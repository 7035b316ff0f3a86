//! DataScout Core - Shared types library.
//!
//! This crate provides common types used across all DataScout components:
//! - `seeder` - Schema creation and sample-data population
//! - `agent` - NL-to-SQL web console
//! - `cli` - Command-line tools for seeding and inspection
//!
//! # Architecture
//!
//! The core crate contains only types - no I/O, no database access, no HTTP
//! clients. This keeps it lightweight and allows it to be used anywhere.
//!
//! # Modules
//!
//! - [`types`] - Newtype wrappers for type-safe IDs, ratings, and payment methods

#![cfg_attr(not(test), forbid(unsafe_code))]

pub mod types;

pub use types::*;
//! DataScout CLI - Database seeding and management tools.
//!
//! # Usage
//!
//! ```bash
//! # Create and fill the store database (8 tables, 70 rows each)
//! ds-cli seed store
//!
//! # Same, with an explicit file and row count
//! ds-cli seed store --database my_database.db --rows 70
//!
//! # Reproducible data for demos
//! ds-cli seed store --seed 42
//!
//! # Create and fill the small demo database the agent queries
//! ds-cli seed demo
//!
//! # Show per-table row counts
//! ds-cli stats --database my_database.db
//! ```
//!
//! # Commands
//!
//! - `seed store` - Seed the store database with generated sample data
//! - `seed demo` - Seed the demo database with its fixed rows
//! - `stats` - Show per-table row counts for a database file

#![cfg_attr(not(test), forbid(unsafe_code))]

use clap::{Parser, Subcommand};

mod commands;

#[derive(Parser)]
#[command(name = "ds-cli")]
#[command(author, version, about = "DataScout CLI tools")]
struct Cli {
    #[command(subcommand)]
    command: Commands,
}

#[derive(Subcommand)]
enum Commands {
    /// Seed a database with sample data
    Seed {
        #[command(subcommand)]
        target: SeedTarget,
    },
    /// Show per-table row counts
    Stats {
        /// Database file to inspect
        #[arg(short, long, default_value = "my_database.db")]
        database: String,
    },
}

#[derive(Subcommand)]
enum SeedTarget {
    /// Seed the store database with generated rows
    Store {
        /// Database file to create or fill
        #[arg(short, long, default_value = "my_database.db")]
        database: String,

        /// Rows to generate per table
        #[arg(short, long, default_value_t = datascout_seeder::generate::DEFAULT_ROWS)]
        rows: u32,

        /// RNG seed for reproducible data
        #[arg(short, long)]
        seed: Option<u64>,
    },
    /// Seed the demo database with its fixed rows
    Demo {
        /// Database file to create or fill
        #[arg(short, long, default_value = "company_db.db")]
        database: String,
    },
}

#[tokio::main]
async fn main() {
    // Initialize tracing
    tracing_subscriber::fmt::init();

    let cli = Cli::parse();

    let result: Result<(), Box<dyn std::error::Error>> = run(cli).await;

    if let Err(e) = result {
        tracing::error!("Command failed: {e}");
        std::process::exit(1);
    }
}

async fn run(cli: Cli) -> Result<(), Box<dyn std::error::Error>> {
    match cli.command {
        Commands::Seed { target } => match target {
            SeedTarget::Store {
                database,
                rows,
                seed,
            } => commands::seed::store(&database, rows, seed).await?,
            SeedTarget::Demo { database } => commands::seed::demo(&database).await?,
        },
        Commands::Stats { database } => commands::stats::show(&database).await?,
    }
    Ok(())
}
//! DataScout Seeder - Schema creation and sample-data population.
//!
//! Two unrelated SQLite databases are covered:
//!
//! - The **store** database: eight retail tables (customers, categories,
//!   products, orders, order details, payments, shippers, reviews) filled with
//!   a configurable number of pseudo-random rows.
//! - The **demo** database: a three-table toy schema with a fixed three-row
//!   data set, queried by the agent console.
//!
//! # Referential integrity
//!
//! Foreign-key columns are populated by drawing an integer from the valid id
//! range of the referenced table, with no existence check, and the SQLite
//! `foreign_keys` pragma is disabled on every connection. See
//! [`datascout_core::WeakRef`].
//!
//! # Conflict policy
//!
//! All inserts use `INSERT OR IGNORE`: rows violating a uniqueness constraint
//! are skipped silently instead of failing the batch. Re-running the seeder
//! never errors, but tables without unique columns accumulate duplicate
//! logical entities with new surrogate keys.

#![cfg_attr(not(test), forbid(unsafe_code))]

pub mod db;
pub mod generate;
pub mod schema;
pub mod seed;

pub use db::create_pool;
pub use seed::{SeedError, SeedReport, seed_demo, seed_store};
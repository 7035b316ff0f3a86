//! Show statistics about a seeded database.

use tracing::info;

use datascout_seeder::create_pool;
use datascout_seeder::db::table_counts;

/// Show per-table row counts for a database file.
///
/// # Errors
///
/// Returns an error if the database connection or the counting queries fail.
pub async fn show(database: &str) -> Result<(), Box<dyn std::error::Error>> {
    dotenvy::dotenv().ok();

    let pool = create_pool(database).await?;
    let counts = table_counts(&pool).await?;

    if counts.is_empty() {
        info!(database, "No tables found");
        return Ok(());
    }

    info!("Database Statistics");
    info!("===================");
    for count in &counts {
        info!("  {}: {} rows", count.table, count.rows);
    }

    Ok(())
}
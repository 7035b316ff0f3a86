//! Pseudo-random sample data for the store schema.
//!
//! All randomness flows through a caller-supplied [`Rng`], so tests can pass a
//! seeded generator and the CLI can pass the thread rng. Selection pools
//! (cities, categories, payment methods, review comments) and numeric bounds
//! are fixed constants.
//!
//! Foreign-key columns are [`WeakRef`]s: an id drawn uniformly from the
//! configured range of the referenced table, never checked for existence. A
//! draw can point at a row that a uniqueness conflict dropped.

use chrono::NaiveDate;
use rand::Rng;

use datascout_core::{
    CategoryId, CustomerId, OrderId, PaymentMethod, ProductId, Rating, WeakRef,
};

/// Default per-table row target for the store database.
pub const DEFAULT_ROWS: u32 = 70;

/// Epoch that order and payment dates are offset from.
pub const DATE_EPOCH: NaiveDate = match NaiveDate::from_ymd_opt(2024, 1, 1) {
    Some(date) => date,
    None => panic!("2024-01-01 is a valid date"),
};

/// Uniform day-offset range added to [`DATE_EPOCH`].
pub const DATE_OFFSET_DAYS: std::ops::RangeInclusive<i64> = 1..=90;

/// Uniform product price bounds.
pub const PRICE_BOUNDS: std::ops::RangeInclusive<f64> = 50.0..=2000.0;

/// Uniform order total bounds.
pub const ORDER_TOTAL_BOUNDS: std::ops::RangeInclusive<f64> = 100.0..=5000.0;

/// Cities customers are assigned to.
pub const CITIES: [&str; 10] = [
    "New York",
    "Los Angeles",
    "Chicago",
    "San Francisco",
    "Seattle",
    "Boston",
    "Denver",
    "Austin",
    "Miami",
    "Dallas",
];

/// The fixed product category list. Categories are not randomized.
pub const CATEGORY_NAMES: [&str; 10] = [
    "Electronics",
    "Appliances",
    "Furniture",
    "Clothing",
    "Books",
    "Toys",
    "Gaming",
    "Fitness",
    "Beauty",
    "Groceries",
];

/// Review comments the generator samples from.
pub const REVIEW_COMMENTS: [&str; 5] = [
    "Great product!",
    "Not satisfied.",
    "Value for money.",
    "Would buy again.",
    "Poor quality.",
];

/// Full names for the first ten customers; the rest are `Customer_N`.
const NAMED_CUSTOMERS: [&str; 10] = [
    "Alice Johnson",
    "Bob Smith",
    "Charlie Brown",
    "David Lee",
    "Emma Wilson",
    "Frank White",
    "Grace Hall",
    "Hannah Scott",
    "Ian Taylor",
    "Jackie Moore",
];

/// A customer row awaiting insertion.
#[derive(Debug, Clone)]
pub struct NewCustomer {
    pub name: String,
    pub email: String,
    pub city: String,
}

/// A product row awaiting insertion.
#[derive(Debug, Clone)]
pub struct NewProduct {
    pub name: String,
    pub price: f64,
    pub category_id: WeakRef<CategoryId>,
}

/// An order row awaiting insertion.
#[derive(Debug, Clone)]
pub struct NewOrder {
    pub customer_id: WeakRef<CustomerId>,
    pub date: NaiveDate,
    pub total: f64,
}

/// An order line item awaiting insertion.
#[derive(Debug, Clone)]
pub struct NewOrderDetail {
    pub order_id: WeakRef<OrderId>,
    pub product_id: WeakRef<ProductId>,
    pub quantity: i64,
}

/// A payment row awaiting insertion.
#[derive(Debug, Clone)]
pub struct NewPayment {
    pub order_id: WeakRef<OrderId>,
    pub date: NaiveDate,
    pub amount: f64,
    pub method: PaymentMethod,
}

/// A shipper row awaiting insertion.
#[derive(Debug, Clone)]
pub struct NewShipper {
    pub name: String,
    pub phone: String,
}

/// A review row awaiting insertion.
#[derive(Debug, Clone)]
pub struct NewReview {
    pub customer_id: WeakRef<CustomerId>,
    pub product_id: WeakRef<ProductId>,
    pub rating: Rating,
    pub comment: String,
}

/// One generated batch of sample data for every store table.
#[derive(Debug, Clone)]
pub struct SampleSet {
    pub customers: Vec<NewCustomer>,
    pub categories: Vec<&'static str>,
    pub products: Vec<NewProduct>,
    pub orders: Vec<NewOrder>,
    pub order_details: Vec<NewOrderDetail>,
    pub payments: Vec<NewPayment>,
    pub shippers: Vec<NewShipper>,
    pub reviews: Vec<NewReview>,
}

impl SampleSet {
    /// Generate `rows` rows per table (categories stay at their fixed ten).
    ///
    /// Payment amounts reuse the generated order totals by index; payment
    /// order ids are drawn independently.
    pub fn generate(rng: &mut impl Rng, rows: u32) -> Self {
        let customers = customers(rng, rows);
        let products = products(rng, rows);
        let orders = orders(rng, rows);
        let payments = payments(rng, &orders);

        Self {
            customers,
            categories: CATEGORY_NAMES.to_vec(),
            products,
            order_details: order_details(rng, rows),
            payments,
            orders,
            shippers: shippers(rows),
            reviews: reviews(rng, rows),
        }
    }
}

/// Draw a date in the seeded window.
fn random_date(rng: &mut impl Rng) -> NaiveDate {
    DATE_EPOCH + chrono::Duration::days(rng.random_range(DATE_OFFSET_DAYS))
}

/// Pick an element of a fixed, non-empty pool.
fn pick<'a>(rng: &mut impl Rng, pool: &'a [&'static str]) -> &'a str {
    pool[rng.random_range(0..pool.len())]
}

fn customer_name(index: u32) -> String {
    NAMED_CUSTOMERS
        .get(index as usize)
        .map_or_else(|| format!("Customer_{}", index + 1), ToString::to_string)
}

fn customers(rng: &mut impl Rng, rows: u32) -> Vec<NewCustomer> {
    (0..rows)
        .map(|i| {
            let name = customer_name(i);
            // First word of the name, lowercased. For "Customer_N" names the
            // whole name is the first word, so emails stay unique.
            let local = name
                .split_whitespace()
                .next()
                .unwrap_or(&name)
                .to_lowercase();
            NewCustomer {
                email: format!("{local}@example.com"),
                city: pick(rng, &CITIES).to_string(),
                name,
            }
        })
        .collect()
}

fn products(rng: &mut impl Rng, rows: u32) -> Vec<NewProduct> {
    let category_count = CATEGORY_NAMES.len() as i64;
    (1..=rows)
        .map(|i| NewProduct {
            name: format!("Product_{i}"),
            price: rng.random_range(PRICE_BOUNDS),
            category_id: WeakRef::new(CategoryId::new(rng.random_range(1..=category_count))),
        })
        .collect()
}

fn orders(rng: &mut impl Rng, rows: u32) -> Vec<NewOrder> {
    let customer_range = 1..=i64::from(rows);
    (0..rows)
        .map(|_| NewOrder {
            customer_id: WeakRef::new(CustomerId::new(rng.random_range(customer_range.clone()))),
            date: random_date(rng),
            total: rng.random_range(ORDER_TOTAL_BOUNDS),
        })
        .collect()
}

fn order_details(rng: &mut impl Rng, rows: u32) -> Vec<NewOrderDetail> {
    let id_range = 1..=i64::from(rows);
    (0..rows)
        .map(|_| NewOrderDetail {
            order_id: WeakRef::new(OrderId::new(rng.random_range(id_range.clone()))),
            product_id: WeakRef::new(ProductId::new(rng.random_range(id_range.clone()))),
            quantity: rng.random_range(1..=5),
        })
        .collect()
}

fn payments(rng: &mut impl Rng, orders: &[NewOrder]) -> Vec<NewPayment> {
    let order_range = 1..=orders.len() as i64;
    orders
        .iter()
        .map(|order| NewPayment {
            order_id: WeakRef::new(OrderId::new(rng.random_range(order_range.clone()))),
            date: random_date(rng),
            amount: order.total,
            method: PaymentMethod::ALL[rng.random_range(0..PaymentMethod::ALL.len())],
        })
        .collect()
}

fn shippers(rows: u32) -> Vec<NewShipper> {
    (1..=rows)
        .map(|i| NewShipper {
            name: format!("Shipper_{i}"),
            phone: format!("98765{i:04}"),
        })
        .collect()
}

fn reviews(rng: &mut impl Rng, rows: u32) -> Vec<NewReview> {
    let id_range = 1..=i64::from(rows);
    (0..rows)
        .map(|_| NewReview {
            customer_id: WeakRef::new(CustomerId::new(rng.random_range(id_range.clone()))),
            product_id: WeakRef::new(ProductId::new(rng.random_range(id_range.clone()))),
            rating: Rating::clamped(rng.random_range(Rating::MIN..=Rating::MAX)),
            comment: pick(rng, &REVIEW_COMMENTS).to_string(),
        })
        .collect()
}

————

YOUR INSTRUCTIONS: Using the material above, state how many lines include the string "insertion". Answer with a single number.

EXERCISE SOLUTION: 7